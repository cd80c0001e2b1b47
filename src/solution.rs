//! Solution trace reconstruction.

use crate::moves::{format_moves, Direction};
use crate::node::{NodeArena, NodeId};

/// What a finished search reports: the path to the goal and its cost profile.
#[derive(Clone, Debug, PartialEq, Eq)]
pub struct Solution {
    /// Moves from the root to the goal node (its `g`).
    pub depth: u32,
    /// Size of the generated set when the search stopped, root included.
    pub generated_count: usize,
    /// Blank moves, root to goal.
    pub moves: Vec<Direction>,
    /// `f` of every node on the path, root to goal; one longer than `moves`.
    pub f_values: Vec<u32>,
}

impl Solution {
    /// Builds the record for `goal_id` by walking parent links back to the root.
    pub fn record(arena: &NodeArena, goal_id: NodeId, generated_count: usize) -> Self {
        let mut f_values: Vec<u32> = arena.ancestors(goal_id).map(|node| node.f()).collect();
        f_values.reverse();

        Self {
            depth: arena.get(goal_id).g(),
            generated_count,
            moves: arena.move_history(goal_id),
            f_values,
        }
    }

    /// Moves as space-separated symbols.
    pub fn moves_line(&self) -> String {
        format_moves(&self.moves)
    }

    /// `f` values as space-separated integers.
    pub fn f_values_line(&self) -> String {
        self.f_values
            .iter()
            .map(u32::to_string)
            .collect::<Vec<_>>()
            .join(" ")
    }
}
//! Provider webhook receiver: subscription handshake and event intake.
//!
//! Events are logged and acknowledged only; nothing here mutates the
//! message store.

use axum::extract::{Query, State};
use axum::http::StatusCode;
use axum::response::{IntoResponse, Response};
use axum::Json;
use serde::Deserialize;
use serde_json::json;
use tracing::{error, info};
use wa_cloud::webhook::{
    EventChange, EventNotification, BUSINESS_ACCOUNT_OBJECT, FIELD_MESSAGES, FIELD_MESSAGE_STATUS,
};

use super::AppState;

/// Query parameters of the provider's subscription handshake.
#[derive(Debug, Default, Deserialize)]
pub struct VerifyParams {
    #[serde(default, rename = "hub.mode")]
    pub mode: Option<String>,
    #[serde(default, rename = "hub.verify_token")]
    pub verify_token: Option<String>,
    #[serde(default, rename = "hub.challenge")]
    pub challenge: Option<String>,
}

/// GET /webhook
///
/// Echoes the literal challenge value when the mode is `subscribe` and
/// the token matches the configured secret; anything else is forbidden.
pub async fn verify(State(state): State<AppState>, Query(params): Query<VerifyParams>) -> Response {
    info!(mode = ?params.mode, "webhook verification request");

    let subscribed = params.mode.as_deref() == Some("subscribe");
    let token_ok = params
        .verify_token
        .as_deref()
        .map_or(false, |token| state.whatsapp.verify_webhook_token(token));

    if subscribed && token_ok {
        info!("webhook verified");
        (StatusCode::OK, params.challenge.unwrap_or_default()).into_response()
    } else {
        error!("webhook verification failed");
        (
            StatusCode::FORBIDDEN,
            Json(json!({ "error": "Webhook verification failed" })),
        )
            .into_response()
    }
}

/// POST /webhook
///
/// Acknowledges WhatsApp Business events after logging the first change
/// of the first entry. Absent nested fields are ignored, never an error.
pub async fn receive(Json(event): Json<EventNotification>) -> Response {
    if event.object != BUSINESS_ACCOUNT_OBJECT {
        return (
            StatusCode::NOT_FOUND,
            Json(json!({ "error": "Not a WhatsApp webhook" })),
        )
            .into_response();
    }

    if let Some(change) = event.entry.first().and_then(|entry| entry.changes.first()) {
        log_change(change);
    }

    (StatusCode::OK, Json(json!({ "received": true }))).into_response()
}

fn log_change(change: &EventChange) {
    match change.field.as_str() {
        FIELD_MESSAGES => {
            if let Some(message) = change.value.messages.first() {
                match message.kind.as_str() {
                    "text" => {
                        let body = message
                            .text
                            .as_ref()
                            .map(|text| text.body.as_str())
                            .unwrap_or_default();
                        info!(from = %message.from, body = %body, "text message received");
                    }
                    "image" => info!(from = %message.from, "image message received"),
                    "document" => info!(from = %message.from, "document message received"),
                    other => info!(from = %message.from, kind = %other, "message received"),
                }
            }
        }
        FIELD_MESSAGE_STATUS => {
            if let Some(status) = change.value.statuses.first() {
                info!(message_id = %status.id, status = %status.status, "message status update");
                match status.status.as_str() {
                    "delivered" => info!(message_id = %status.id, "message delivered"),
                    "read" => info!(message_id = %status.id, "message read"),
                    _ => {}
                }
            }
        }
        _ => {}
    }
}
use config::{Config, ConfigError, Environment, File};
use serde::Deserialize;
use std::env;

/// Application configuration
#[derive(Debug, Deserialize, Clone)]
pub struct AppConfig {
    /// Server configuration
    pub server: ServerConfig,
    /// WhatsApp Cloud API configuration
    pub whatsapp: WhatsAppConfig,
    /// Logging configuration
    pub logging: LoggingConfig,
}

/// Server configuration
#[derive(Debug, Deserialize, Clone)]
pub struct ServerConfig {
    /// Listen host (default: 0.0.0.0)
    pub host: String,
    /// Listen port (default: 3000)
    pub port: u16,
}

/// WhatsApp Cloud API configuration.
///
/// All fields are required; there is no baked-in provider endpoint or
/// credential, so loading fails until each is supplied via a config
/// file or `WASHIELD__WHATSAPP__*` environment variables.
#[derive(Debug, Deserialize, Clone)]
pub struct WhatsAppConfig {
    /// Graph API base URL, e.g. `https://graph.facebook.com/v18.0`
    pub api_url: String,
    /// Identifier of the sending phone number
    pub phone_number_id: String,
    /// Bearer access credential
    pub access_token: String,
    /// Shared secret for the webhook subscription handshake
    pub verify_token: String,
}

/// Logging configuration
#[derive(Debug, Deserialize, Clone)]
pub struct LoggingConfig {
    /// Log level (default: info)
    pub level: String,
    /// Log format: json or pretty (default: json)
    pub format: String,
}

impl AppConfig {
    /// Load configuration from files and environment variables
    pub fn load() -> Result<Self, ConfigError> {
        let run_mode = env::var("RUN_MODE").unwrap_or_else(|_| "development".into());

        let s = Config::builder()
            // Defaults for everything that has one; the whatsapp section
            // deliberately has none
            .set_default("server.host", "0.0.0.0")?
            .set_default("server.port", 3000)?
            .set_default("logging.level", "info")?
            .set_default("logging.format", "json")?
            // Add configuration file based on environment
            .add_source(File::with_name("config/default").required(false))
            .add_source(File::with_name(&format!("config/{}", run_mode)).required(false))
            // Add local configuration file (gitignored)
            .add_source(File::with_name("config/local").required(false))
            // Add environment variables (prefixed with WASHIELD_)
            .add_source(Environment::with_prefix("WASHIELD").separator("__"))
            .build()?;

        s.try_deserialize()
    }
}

------------

Output all of the data again. Match it exactly.

repository cd80c0001e2b1b47
filename src/solution.rs
//! Solution trace reconstruction.

use crate::moves::{format_moves, Direction};
use crate::node::{NodeArena, NodeId};

/// What a finished search reports: the path to the goal and its cost profile.
#[derive(Clone, Debug, PartialEq, Eq)]
pub struct Solution {
    /// Moves from the root to the goal node (its `g`).
    pub depth: u32,
    /// Size of the generated set when the search stopped, root included.
    pub generated_count: usize,
    /// Blank moves, root to goal.
    pub moves: Vec<Direction>,
    /// `f` of every node on the path, root to goal; one longer than `moves`.
    pub f_values: Vec<u32>,
}

impl Solution {
    /// Builds the record for `goal_id` by walking parent links back to the root.
    pub fn record(arena: &NodeArena, goal_id: NodeId, generated_count: usize) -> Self {
        let mut f_values: Vec<u32> = arena.ancestors(goal_id).map(|node| node.f()).collect();
        f_values.reverse();

        Self {
            depth: arena.get(goal_id).g(),
            generated_count,
            moves: arena.move_history(goal_id),
            f_values,
        }
    }

    /// Moves as space-separated symbols.
    pub fn moves_line(&self) -> String {
        format_moves(&self.moves)
    }

    /// `f` values as space-separated integers.
    pub fn f_values_line(&self) -> String {
        self.f_values
            .iter()
            .map(u32::to_string)
            .collect::<Vec<_>>()
            .join(" ")
    }
}
//! Provider webhook receiver: subscription handshake and event intake.
//!
//! Events are logged and acknowledged only; nothing here mutates the
//! message store.

use axum::extract::{Query, State};
use axum::http::StatusCode;
use axum::response::{IntoResponse, Response};
use axum::Json;
use serde::Deserialize;
use serde_json::json;
use tracing::{error, info};
use wa_cloud::webhook::{
    EventChange, EventNotification, BUSINESS_ACCOUNT_OBJECT, FIELD_MESSAGES, FIELD_MESSAGE_STATUS,
};

use super::AppState;

/// Query parameters of the provider's subscription handshake.
#[derive(Debug, Default, Deserialize)]
pub struct VerifyParams {
    #[serde(default, rename = "hub.mode")]
    pub mode: Option<String>,
    #[serde(default, rename = "hub.verify_token")]
    pub verify_token: Option<String>,
    #[serde(default, rename = "hub.challenge")]
    pub challenge: Option<String>,
}

/// GET /webhook
///
/// Echoes the literal challenge value when the mode is `subscribe` and
/// the token matches the configured secret; anything else is forbidden.
pub async fn verify(State(state): State<AppState>, Query(params): Query<VerifyParams>) -> Response {
    info!(mode = ?params.mode, "webhook verification request");

    let subscribed = params.mode.as_deref() == Some("subscribe");
    let token_ok = params
        .verify_token
        .as_deref()
        .map_or(false, |token| state.whatsapp.verify_webhook_token(token));

    if subscribed && token_ok {
        info!("webhook verified");
        (StatusCode::OK, params.challenge.unwrap_or_default()).into_response()
    } else {
        error!("webhook verification failed");
        (
            StatusCode::FORBIDDEN,
            Json(json!({ "error": "Webhook verification failed" })),
        )
            .into_response()
    }
}

/// POST /webhook
///
/// Acknowledges WhatsApp Business events after logging the first change
/// of the first entry. Absent nested fields are ignored, never an error.
pub async fn receive(Json(event): Json<EventNotification>) -> Response {
    if event.object != BUSINESS_ACCOUNT_OBJECT {
        return (
            StatusCode::NOT_FOUND,
            Json(json!({ "error": "Not a WhatsApp webhook" })),
        )
            .into_response();
    }

    if let Some(change) = event.entry.first().and_then(|entry| entry.changes.first()) {
        log_change(change);
    }

    (StatusCode::OK, Json(json!({ "received": true }))).into_response()
}

fn log_change(change: &EventChange) {
    match change.field.as_str() {
        FIELD_MESSAGES => {
            if let Some(message) = change.value.messages.first() {
                match message.kind.as_str() {
                    "text" => {
                        let body = message
                            .text
                            .as_ref()
                            .map(|text| text.body.as_str())
                            .unwrap_or_default();
                        info!(from = %message.from, body = %body, "text message received");
                    }
                    "image" => info!(from = %message.from, "image message received"),
                    "document" => info!(from = %message.from, "document message received"),
                    other => info!(from = %message.from, kind = %other, "message received"),
                }
            }
        }
        FIELD_MESSAGE_STATUS => {
            if let Some(status) = change.value.statuses.first() {
                info!(message_id = %status.id, status = %status.status, "message status update");
                match status.status.as_str() {
                    "delivered" => info!(message_id = %status.id, "message delivered"),
                    "read" => info!(message_id = %status.id, "message read"),
                    _ => {}
                }
            }
        }
        _ => {}
    }
}
use config::{Config, ConfigError, Environment, File};
use serde::Deserialize;
use std::env;

/// Application configuration
#[derive(Debug, Deserialize, Clone)]
pub struct AppConfig {
    /// Server configuration
    pub server: ServerConfig,
    /// WhatsApp Cloud API configuration
    pub whatsapp: WhatsAppConfig,
    /// Logging configuration
    pub logging: LoggingConfig,
}

/// Server configuration
#[derive(Debug, Deserialize, Clone)]
pub struct ServerConfig {
    /// Listen host (default: 0.0.0.0)
    pub host: String,
    /// Listen port (default: 3000)
    pub port: u16,
}

/// WhatsApp Cloud API configuration.
///
/// All fields are required; there is no baked-in provider endpoint or
/// credential, so loading fails until each is supplied via a config
/// file or `WASHIELD__WHATSAPP__*` environment variables.
#[derive(Debug, Deserialize, Clone)]
pub struct WhatsAppConfig {
    /// Graph API base URL, e.g. `https://graph.facebook.com/v18.0`
    pub api_url: String,
    /// Identifier of the sending phone number
    pub phone_number_id: String,
    /// Bearer access credential
    pub access_token: String,
    /// Shared secret for the webhook subscription handshake
    pub verify_token: String,
}

/// Logging configuration
#[derive(Debug, Deserialize, Clone)]
pub struct LoggingConfig {
    /// Log level (default: info)
    pub level: String,
    /// Log format: json or pretty (default: json)
    pub format: String,
}

impl AppConfig {
    /// Load configuration from files and environment variables
    pub fn load() -> Result<Self, ConfigError> {
        let run_mode = env::var("RUN_MODE").unwrap_or_else(|_| "development".into());

        let s = Config::builder()
            // Defaults for everything that has one; the whatsapp section
            // deliberately has none
            .set_default("server.host", "0.0.0.0")?
            .set_default("server.port", 3000)?
            .set_default("logging.level", "info")?
            .set_default("logging.format", "json")?
            // Add configuration file based on environment
            .add_source(File::with_name("config/default").required(false))
            .add_source(File::with_name(&format!("config/{}", run_mode)).required(false))
            // Add local configuration file (gitignored)
            .add_source(File::with_name("config/local").required(false))
            // Add environment variables (prefixed with WASHIELD_)
            .add_source(Environment::with_prefix("WASHIELD").separator("__"))
            .build()?;

        s.try_deserialize()
    }
}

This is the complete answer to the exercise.